The reason may be obviously excessive lending at lower and lower rate of interest. It may be caused by non repayment of installments by borrowers in time which cause undue pressure on liquidity.
In the olden days there use to be 33 to 35 percent SLR and 10% as CRR and banks were left with hardly 50% of their deposts for lending to borrowers. Credit Deposit ratio was hardly 55 to 60%. Now a days CRR has come down to roughly 5% and SLR has come down to the level of 25%. As such banks have got additional capacity of 15 % of their deposits for extending credit. In such position banks are pressed to go for more and more lending. If the borrowers fail to repay or do not willfully repay the installments in time, the bank’s good money is blocked in the hands of such bad borrowers. This has given birth to bad assets in large proportion.
Banks may say that their net NPA ( Bad assets) is less than 1% but the fact is that bad assets is even upto 20% in many banks . Bank may claim that they are adequately capitalized and their Capital Adequacy ratio is more than stipulated ratio of 10% as per Basel;s norms. If banks properly look into their asset portfolio and truly distinguish between good assets and bad assets as per RBI norms I think all banks will face erosion in capital and their actual CAR will fall short ot stipulated norms to a considerable extent. Obviously such exposure will precipitate the real reason of liquidity crisis in the banks. Over lending and less recovery of loans may be a great contributor of liquidity crisis.

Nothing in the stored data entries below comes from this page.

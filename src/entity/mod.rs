//! Backup entities
//!
//! Sources, database targets and scripts each know how to build their own
//! external invocation and where their output lands. They are created once
//! by the resolver and only read afterwards.

pub mod database;
pub mod location;
pub mod script;
pub mod source;

use crate::process::{ProcessError, ProcessOutput, ProcessRunner};
use async_trait::async_trait;
use std::path::{Path, PathBuf};
use thiserror::Error;
use tracing::{error, info};

pub use database::{Credential, DatabaseTarget, DumpCommand, Engine};
pub use location::{local_hostname, Location};
pub use script::Script;
pub use source::{Source, SyncCommand};

/// Timestamp used in dump and snapshot file names
pub const TIMESTAMP_FORMAT: &str = "%Y-%m-%d_%H-%M-%S";

/// Command construction errors
#[derive(Debug, Error)]
pub enum EntityError {
    #[error("No target directory configured for '{0}'")]
    MissingTarget(String),

    #[error("Path '{0}' climbs out of its target directory with '..'")]
    ParentTraversal(String),

    #[error("Failed to create directory '{path}': {source}")]
    CreateDir {
        path: PathBuf,
        #[source]
        source: std::io::Error,
    },

    #[error("Invalid options '{0}': unbalanced quoting")]
    InvalidOptions(String),

    #[error("Secret store lookup for '{reference}' failed: {reason}")]
    SecretLookup { reference: String, reason: String },

    #[error(transparent)]
    Process(#[from] ProcessError),
}

/// A non-fatal problem recorded while running a task
#[derive(Debug, Clone, PartialEq, Eq)]
pub struct Failure {
    /// Label of the task that failed
    pub task: String,
    pub reason: String,
}

impl Failure {
    pub fn new(task: impl Into<String>, reason: impl Into<String>) -> Self {
        Self {
            task: task.into(),
            reason: reason.into(),
        }
    }
}

impl std::fmt::Display for Failure {
    fn fmt(&self, f: &mut std::fmt::Formatter<'_>) -> std::fmt::Result {
        write!(f, "{}: {}", self.task, self.reason)
    }
}

/// Anything the pipeline executor can run for a step
#[async_trait]
pub trait BackupTask: Send + Sync {
    /// Short name used in logs and reports
    fn label(&self) -> String;

    /// Run the task. Failures are collected, never raised.
    async fn execute(&self, runner: &dyn ProcessRunner) -> Vec<Failure>;
}

/// Current local time formatted for file names
pub fn timestamp() -> String {
    chrono::Local::now().format(TIMESTAMP_FORMAT).to_string()
}

/// Create a directory (and parents) unless it already exists
pub fn ensure_dir(path: &Path) -> Result<(), EntityError> {
    if path.is_dir() {
        return Ok(());
    }
    std::fs::create_dir_all(path).map_err(|source| EntityError::CreateDir {
        path: path.to_path_buf(),
        source,
    })
}

/// Split an options string with shell rules
pub fn split_options(options: &str) -> Result<Vec<String>, EntityError> {
    shlex::split(options).ok_or_else(|| EntityError::InvalidOptions(options.to_string()))
}

/// Log the result of a child process and turn a failed one into a [`Failure`]
pub(crate) fn check_outcome(
    task: &str,
    result: Result<ProcessOutput, ProcessError>,
) -> Option<Failure> {
    match result {
        Ok(output) if output.success() => {
            info!("{} finished successfully", task);
            None
        }
        Ok(output) => {
            let stderr = output.stderr_text();
            error!("{} failed with {}: {}", task, output.status_text(), stderr.trim());
            Some(Failure::new(task, format!("{}: {}", output.status_text(), stderr.trim())))
        }
        Err(e) => {
            error!("{} could not run: {}", task, e);
            Some(Failure::new(task, e.to_string()))
        }
    }
}
//! Test: included documents inherit and override defaults

use crate::helpers::*;
use backhaul::execution::DisableToggles;
use backhaul::ConfigResolver;
use std::path::PathBuf;
use std::sync::Arc;
use tempfile::TempDir;

#[tokio::test]
async fn test_privileged_include_runs_under_sudo() {
    let dir = TempDir::new().unwrap();
    let target = dir.path().join("backups");
    write_config(
        dir.path(),
        "hosts/system.yaml",
        r#"
options:
  rsync: "-a"
sources:
  source:
    - path: web:/etc
      exclude: ["shadow*"]
"#,
    );
    let top = write_config(
        dir.path(),
        "backup.yaml",
        &format!(
            r#"
options: {{ target: {} }}
sources:
  source:
    - path: web:/srv
  file:
    - {{ path: hosts/system.yaml, root: true }}
"#,
            target.display()
        ),
    );
    let config = resolve(&top);
    let runner = Arc::new(RecordingRunner::new());

    run_with(&config, runner.clone(), DisableToggles::default()).await;

    let calls = runner.calls_to("rsync");
    assert_eq!(calls.len(), 2);
    assert_eq!(calls[0].argv[0], "rsync");
    assert_eq!(
        calls[1].argv,
        vec![
            "sudo".to_string(),
            "rsync".to_string(),
            "-a".to_string(),
            "--exclude=shadow*".to_string(),
            "web:/etc".to_string(),
            format!("{}/", target.join("web/files/etc").display()),
        ]
    );
}

#[tokio::test]
async fn test_cli_target_override_reaches_included_sources() {
    let dir = TempDir::new().unwrap();
    let elsewhere = dir.path().join("elsewhere");
    write_config(dir.path(), "more.yaml", "sources: { source: [ { path: 'web:/srv' } ] }\n");
    let top = write_config(
        dir.path(),
        "backup.yaml",
        "options: { target: /nonexistent/backups }\nsources: { file: [ more.yaml ] }\n",
    );

    let config = ConfigResolver::new()
        .with_target_override(Some(elsewhere.clone()))
        .load(&top)
        .unwrap();
    let runner = Arc::new(RecordingRunner::new());
    let report = run_with(&config, runner.clone(), DisableToggles::default()).await;

    assert_eq!(report.failure_count(), 0);
    assert_eq!(config.sources[0].target_root, elsewhere);
    assert!(elsewhere.join("web/files/srv").is_dir());
    assert_eq!(config.target, Some(PathBuf::from(&elsewhere)));
}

Secondly banks have started lending more in retail sector like housing and auto loans and personal loans where repayment period and gestation period is more .Besides all lending in real estate sector or sensitive sector is not productive to that extent as happens in case of financing directly in manufacturing and agriculture sector. Financing to brokers, MFs, NBFC, s, builders may increase the advance portfolio of banks but fail to contribute in actual growth of GDP which may help in alleviating the problems of poor and middle class families, It is worthwhile to mention here that entire talk of GDP growth is meaningless for ninety nine percent of population of the country. The so-called reformation measure initiated by learned FM and PM in the year 1991 are getting exposed slowly not only in India but in the entire world where blind policy of globalization was followed without strict monitoring and continued assessment of the results of freedom granted to private sector.
Thirdly government needs to introspect whether import is growing in undesirable sector causing unwarranted outflow of dollars. It is to be assessed whether genuine exporters are reducing their export only due to sharp fluctuation in exchange rates. Both taken together may cause not only disproportionate outflow of dollars and trade deficit but also tell upon manufacturing sector and service sector of our own country.
Lastly government has to stop giving undue freedom to private sector or government sector and stop encouraging unwarranted competition in interest rate and exchange rate. Government should stop wasteful trading in commodity futures, currency futures, and interest rate futures which has contributed in price rise in most of the commodities. Real estate and stock market has seen manifold rise and unrealistic rise in their price during the year 2007 and hence if the same prices are coming down it should not bother our FM and PM .After all those who invest in shares and those who buy home of more than 30 lacs rupees are not poor and middle class families of the country .
Need of the hour is to honestly understand the utility of privatization and globalization and learn the lesson from the present liquidity crisis and revamp the financial sector without any hesitation before it is too late. I reiterate here at the cost of repetition that FII ‘s are not the real culprit for present liquidity crisis and economic experts has to come forward and prescribe the best medicine to cure the ailing system .It is to be kept in mind that America is entirely a different type of country and India need not copy what Americans are doing or what they suggest us to do to cope with the present crisis.